Since you’re here...

We hope you will consider supporting us today. We need your support to continue to exist, because good entries are more and more work time. Every reader contribution, however big or small, is so valuable. Support "Chess Engines Diary" even a small amount– and it only takes a minute. Thank you.
============================== My email: jotes@go2.pl



Can a phone beat Magnus Carlsen at chess?

 


Can a phone beat Magnus Carlsen at chess?

Is a question that I am sometimes asked by my non-chess friends or my non-technologically inclined chess friends. At one time this was an interesting question, but it is getting difficult to convey just how silly it has become in recent years. Engines are so strong and phones are so fast that there really isn’t much of a qualitative difference between a phone and a supercomputer when it comes to playing chess against people. 
They are both so far beyond human ability that the result of a match would be the same - the human loses every game.

But the essence of the question is still interesting. There must exist hardware slow enough that it would be an even match against top humans. What would that look like? I’ve conducted some experiments to try to figure that out.
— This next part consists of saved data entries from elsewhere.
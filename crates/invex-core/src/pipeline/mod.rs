//! Request entry points: admission, stage sequencing and health.

pub mod deadline;
pub mod pool;
pub mod resources;

use std::sync::Arc;
use std::time::Duration;

use chrono::Utc;
use serde::Serialize;
use tracing::{debug, info};

use crate::assemble::{RunSummary, assemble};
use crate::error::{PipelineError, Result};
use crate::invoice::{FieldKey, InvoiceExtractor};
use crate::layout::LayoutAssembler;
use crate::models::config::{InvexConfig, Strategy};
use crate::models::document::{Document, DocumentFormat};
use crate::models::invoice::{Anomaly, ProcessedInvoice};
use crate::normalize::Normalizer;
use crate::ocr::{self, OcrBackend, RecoveryOptions, TextRecovery};
use crate::validation::Validator;

use deadline::Deadline;
use pool::WorkerPool;
use resources::ResourceLedger;

/// Per-request options.
#[derive(Debug, Clone)]
pub struct SubmitOptions {
    /// OCR language hint, passed to the backend. The bundled backend ignores it.
    pub language: String,
    /// Aggregate page confidence below which OCR is retried once.
    pub confidence_threshold: f32,
    pub enable_validation: bool,
    pub strategy: Strategy,
    /// Fields to extract.
    pub field_schema: Vec<FieldKey>,
    /// Include the per-field trace in the output.
    pub include_trace: bool,
}

impl SubmitOptions {
    pub fn from_config(config: &InvexConfig) -> Self {
        Self {
            language: config.ocr.language.clone(),
            confidence_threshold: config.ocr.confidence_threshold,
            enable_validation: true,
            strategy: config.extraction.strategy,
            field_schema: FieldKey::ALL.to_vec(),
            include_trace: false,
        }
    }
}

impl Default for SubmitOptions {
    fn default() -> Self {
        Self::from_config(&InvexConfig::default())
    }
}

/// Pipeline health snapshot.
#[derive(Debug, Clone, PartialEq, Eq, Serialize)]
pub struct HealthStatus {
    pub ocr_backend_reachable: bool,
    pub backend: String,
    pub workers: usize,
    pub queue_depth: usize,
    pub in_flight: usize,
}

/// The invoice pipeline. Cheap to clone; clones share the OCR backend,
/// the field models and the worker pool.
#[derive(Clone)]
pub struct Pipeline {
    inner: Arc<Stages>,
}

struct Stages {
    config: InvexConfig,
    backend: Arc<dyn OcrBackend>,
    normalizer: Normalizer,
    recovery: TextRecovery,
    layout: LayoutAssembler,
    extractor: InvoiceExtractor,
    validator: Validator,
    pool: WorkerPool,
    ledger: ResourceLedger,
}

impl Pipeline {
    /// Build a pipeline, loading the configured OCR backend.
    pub fn new(config: InvexConfig) -> Self {
        let backend = ocr::create_backend(&config);
        Self::with_backend(config, backend)
    }

    /// Build a pipeline around an already loaded backend.
    pub fn with_backend(config: InvexConfig, backend: Arc<dyn OcrBackend>) -> Self {
        let extractor = InvoiceExtractor::new(&config);
        Self::with_parts(config, backend, extractor)
    }

    /// Build a pipeline from a backend and an extractor.
    pub fn with_parts(config: InvexConfig, backend: Arc<dyn OcrBackend>, extractor: InvoiceExtractor) -> Self {
        let ledger = ResourceLedger::new();
        let pool = WorkerPool::new(config.runtime.effective_workers(), config.runtime.queue_depth);
        info!(
            "Pipeline ready: backend {}, {} workers, queue depth {}",
            backend.name(),
            pool.workers(),
            pool.queue_depth()
        );

        let stages = Stages {
            normalizer: Normalizer::new(config.normalize.clone(), ledger.clone()),
            recovery: TextRecovery::new(Arc::clone(&backend), config.ocr.clone()),
            layout: LayoutAssembler::new(config.layout.clone()),
            validator: Validator::new(config.validation.clone()),
            extractor,
            backend,
            pool,
            ledger,
            config,
        };
        Self {
            inner: Arc::new(stages),
        }
    }

    pub fn config(&self) -> &InvexConfig {
        &self.inner.config
    }

    /// Options populated from the pipeline configuration.
    pub fn default_options(&self) -> SubmitOptions {
        SubmitOptions::from_config(&self.inner.config)
    }

    /// Process one document.
    ///
    /// The payload is checked before admission. Stage work runs on the
    /// blocking pool while holding a worker slot, and the deadline is
    /// checked between stages.
    pub async fn submit(&self, document: Document, options: SubmitOptions) -> Result<ProcessedInvoice> {
        let runtime = &self.inner.config.runtime;
        if document.len() > runtime.max_payload_bytes {
            return Err(PipelineError::PayloadTooLarge {
                size: document.len(),
                limit: runtime.max_payload_bytes,
            });
        }
        if DocumentFormat::from_mime(document.mime_type()).is_none() {
            return Err(PipelineError::UnsupportedFormat(document.mime_type().to_string()));
        }

        let deadline = Deadline::new(Duration::from_millis(runtime.timeout_ms));
        let slot = self.inner.pool.acquire(&deadline).await?;

        let stages = Arc::clone(&self.inner);
        let task = tokio::task::spawn_blocking(move || {
            let _slot = slot;
            stages.run(&document, &options, &deadline)
        });

        match task.await {
            Ok(result) => result,
            Err(e) => Err(PipelineError::Internal(format!("pipeline task failed: {}", e))),
        }
    }

    pub fn health(&self) -> HealthStatus {
        let pool = &self.inner.pool;
        HealthStatus {
            ocr_backend_reachable: self.inner.backend.is_available(),
            backend: self.inner.backend.name().to_string(),
            workers: pool.workers(),
            queue_depth: pool.queue_depth(),
            in_flight: pool.in_flight(),
        }
    }

    /// Per-request artifacts currently alive across all requests.
    pub fn live_artifacts(&self) -> usize {
        self.inner.ledger.live()
    }
}

impl Stages {
    fn run(&self, document: &Document, options: &SubmitOptions, deadline: &Deadline) -> Result<ProcessedInvoice> {
        let started = Utc::now();
        info!(
            "Processing {} ({} bytes, {})",
            document.filename().unwrap_or("<unnamed>"),
            document.len(),
            document.mime_type()
        );

        deadline.check("normalize")?;
        let pages = self.normalizer.normalize(document, deadline)?;

        deadline.check("text recovery")?;
        let recovery = RecoveryOptions {
            language: options.language.clone(),
            confidence_threshold: options.confidence_threshold,
        };
        let recovered = self.recovery.recover_all(pages, &recovery, deadline)?;

        let page_count = recovered.len();
        let mut page_anomalies = Vec::new();
        let mut low_confidence_pages = Vec::new();
        for page in recovered.iter().filter(|p| p.low_confidence) {
            low_confidence_pages.push(page.index);
            page_anomalies.push(Anomaly::new(
                format!("page[{}]", page.index),
                format!(
                    "OCR confidence {:.2} below {:.2} after {} attempt(s)",
                    page.mean_confidence, options.confidence_threshold, page.attempts
                ),
            ));
        }

        deadline.check("layout")?;
        let layout = self.layout.assemble(recovered);

        deadline.check("extraction")?;
        let mut extraction = self.extractor.extract(&layout, options.strategy, &options.field_schema)?;
        drop(layout);
        extraction.anomalies.extend(page_anomalies);

        let report = if options.enable_validation {
            deadline.check("validation")?;
            Some(
                self.validator
                    .validate(&extraction.record, &extraction.fields, &extraction.anomalies),
            )
        } else {
            None
        };

        deadline.check("assemble")?;
        let summary = RunSummary {
            filename: document.filename().map(str::to_string),
            started,
            elapsed: deadline.elapsed(),
            page_count,
            low_confidence_pages,
            ocr_backend: self.recovery.backend_name().to_string(),
            strategy: options.strategy,
            include_trace: options.include_trace,
        };
        let processed = assemble(extraction, report, summary);
        debug!(
            "Done in {:.3}s, confidence {:.3}",
            processed.metadata.processing_time, processed.metadata.confidence_score
        );
        Ok(processed)
    }
}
I started by finding the slowest hardware I own that can run the latest version of Stockfish. This is a Raspberry Pi Zero W, which is a small single-board computer powered by what is essentially a fifteen-year-old budget cell phone processor. It runs Stockfish 17.1 at a paltry 2,200 nodes per second. To simulate top human play, I got out my trusty old copy of Fritz Bahrain, which in 2002 drew a match with Kramnik. Using a single core on an i7-6700k, Fritz Bahrain searches about 3.5 million nodes per second, which is pretty close to the reported figures for the machine that Kramnik played. I figured I would have it serve as a reference point for 2800-level play and thought that these machines might have an interesting match.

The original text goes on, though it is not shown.